Stored items
● ● ● ●

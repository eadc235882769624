//! HTTP server setup and configuration.
//!
//! # Responsibilities
//! - Create the Axum router with a single catch-all gateway handler
//! - Wire up middleware (tracing, timeout, body limit, request ID)
//! - Hand each request to the synchronous gateway on the blocking pool
//! - Turn gateway responses (including streams) into HTTP responses
//! - Drain in-flight requests on shutdown

use axum::{
    body::Body,
    extract::{ConnectInfo, State},
    http::{header, HeaderValue, Request},
    response::{IntoResponse, Response},
    Router,
};
use std::net::SocketAddr;
use std::sync::Arc;
use std::time::{Duration, Instant};
use tokio::net::TcpListener;
use tokio::sync::broadcast;
use tower_http::{
    limit::RequestBodyLimitLayer,
    request_id::{PropagateRequestIdLayer, SetRequestIdLayer},
    timeout::TimeoutLayer,
    trace::TraceLayer,
};

use crate::config::GatewayConfig;
use crate::error::GatewayError;
use crate::gateway::Gateway;
use crate::http::request::{self, MakeRequestUuidV4};
use crate::http::stream_sink::{self, ChannelSink, ConnectionGuard};
use crate::net::{ConnectionHandle, InFlightTracker};
use crate::translate::response::MIME_JSON;
use crate::translate::{GatewayRequest, GatewayResponse};

/// How long shutdown waits for in-flight requests.
const DRAIN_DEADLINE: Duration = Duration::from_secs(10);

/// Application state injected into handlers.
#[derive(Clone)]
pub struct AppState {
    pub gateway: Arc<Gateway>,
    pub sink: Arc<ChannelSink>,
    pub in_flight: InFlightTracker,
    pub max_body_size: usize,
}

/// HTTP front end of the gateway.
pub struct HttpServer {
    router: Router,
    gateway: Arc<Gateway>,
    in_flight: InFlightTracker,
}

impl HttpServer {
    /// `sink` must be the sink the gateway was built with.
    pub fn new(gateway: Arc<Gateway>, sink: Arc<ChannelSink>) -> Self {
        let in_flight = InFlightTracker::new();
        let state = AppState {
            gateway: Arc::clone(&gateway),
            sink,
            in_flight: in_flight.clone(),
            max_body_size: gateway.config().listener.max_body_size,
        };

        let router = Self::build_router(gateway.config(), state);
        Self {
            router,
            gateway,
            in_flight,
        }
    }

    /// Build the Axum router with all middleware layers.
    #[allow(deprecated)]
    fn build_router(config: &GatewayConfig, state: AppState) -> Router {
        let router = Router::new()
            .fallback(gateway_handler)
            .with_state(state)
            .layer(RequestBodyLimitLayer::new(config.listener.max_body_size));

        let router = if config.timeouts.request_secs > 0 {
            router.layer(TimeoutLayer::new(Duration::from_secs(config.timeouts.request_secs)))
        } else {
            router
        };

        router
            .layer(TraceLayer::new_for_http())
            .layer(PropagateRequestIdLayer::x_request_id())
            .layer(SetRequestIdLayer::x_request_id(MakeRequestUuidV4))
    }

    /// The fully layered router, for driving the server without a socket.
    pub fn router(&self) -> Router {
        self.router.clone()
    }

    pub fn gateway(&self) -> &Arc<Gateway> {
        &self.gateway
    }

    /// Run the server until `shutdown` fires, then drain and shut the gateway down.
    pub async fn run(self, listener: TcpListener, mut shutdown: broadcast::Receiver<()>) -> Result<(), std::io::Error> {
        let addr = listener.local_addr()?;
        tracing::info!(address = %addr, "HTTP server starting");

        let app = self.router.into_make_service_with_connect_info::<SocketAddr>();
        let gateway = Arc::clone(&self.gateway);

        axum::serve(listener, app)
            .with_graceful_shutdown(async move {
                let _ = shutdown.recv().await;
                tracing::info!("Shutdown signal received");
                // Open streams would otherwise hold their connections forever.
                let closed = tokio::task::spawn_blocking(move || gateway.streams().close_all()).await;
                tracing::debug!(streams = ?closed.ok(), "Closed open streams");
            })
            .await?;

        if !self.in_flight.wait_idle(DRAIN_DEADLINE).await {
            tracing::warn!(
                active = self.in_flight.active_count(),
                "Requests still in flight after drain deadline"
            );
        }

        let gateway = self.gateway;
        if let Err(e) = tokio::task::spawn_blocking(move || gateway.shutdown()).await {
            tracing::error!(error = %e, "Gateway shutdown panicked");
        }

        tracing::info!("HTTP server stopped");
        Ok(())
    }
}

/// Catch-all handler: every request goes through the gateway pipeline.
async fn gateway_handler(State(state): State<AppState>, incoming: Request<Body>) -> Response {
    let _in_flight = state.in_flight.track();
    let start_time = Instant::now();

    let peer = incoming
        .extensions()
        .get::<ConnectInfo<SocketAddr>>()
        .map(|ConnectInfo(addr)| *addr);
    let (parts, body) = incoming.into_parts();
    let request_id = request::request_id(&parts.headers).unwrap_or("unknown").to_string();

    let body = match axum::body::to_bytes(body, state.max_body_size).await {
        Ok(bytes) => bytes,
        Err(e) => {
            tracing::warn!(request_id = %request_id, error = %e, "Failed to read request body");
            return GatewayError::InvalidArgument(format!("Failed to read request body: {e}")).into_response();
        }
    };

    let connection = ConnectionHandle::next();
    let req = GatewayRequest {
        method: parts.method,
        path: parts.uri.path().to_string(),
        query: parts.uri.query().map(str::to_string),
        body,
        caller: request::caller_identity(&parts.headers, peer),
        upload: request::upload_meta(&parts.headers),
        connection,
    };

    tracing::debug!(
        request_id = %request_id,
        method = %req.method,
        path = %req.path,
        %connection,
        "Handling request"
    );

    // Armed until we know no stream is attached to this connection.
    let mut guard = ConnectionGuard::new(
        connection,
        state.gateway.stream_controller(),
        Arc::clone(&state.sink),
    );

    let gateway = Arc::clone(&state.gateway);
    let response = match tokio::task::spawn_blocking(move || gateway.handle(req)).await {
        Ok(response) => response,
        Err(e) => {
            tracing::error!(request_id = %request_id, error = %e, "Gateway task failed");
            return GatewayError::Internal("Request handling failed".to_string()).into_response();
        }
    };

    tracing::debug!(
        request_id = %request_id,
        status = response.status.as_u16(),
        streaming = response.streaming,
        elapsed_ms = start_time.elapsed().as_millis() as u64,
        "Gateway responded"
    );

    if response.streaming {
        let (headers, body) = stream_sink::streamed_body(&state.sink, guard).await;
        let mut http = Response::new(body);
        *http.status_mut() = response.status;
        http.headers_mut()
            .insert(header::CONTENT_TYPE, HeaderValue::from_static(MIME_JSON));
        http.headers_mut().extend(headers);
        return http;
    }

    // Chunks pushed before a failed call are never read.
    state.sink.forget(connection);
    guard.disarm();
    into_http_response(response)
}

fn into_http_response(response: GatewayResponse) -> Response {
    let mut http = Response::new(Body::from(response.body));
    *http.status_mut() = response.status;
    http.headers_mut()
        .insert(header::CONTENT_TYPE, HeaderValue::from_static(response.mime_type));
    http.headers_mut().extend(response.headers);
    http
}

● ● ● ●

* **Task prompt**
Wherever a line of the records above contains the string "TimeoutLayer", copy that line out.

* **Exercise response**
    timeout::TimeoutLayer,
            router.layer(TimeoutLayer::new(Duration::from_secs(config.timeouts.request_secs)))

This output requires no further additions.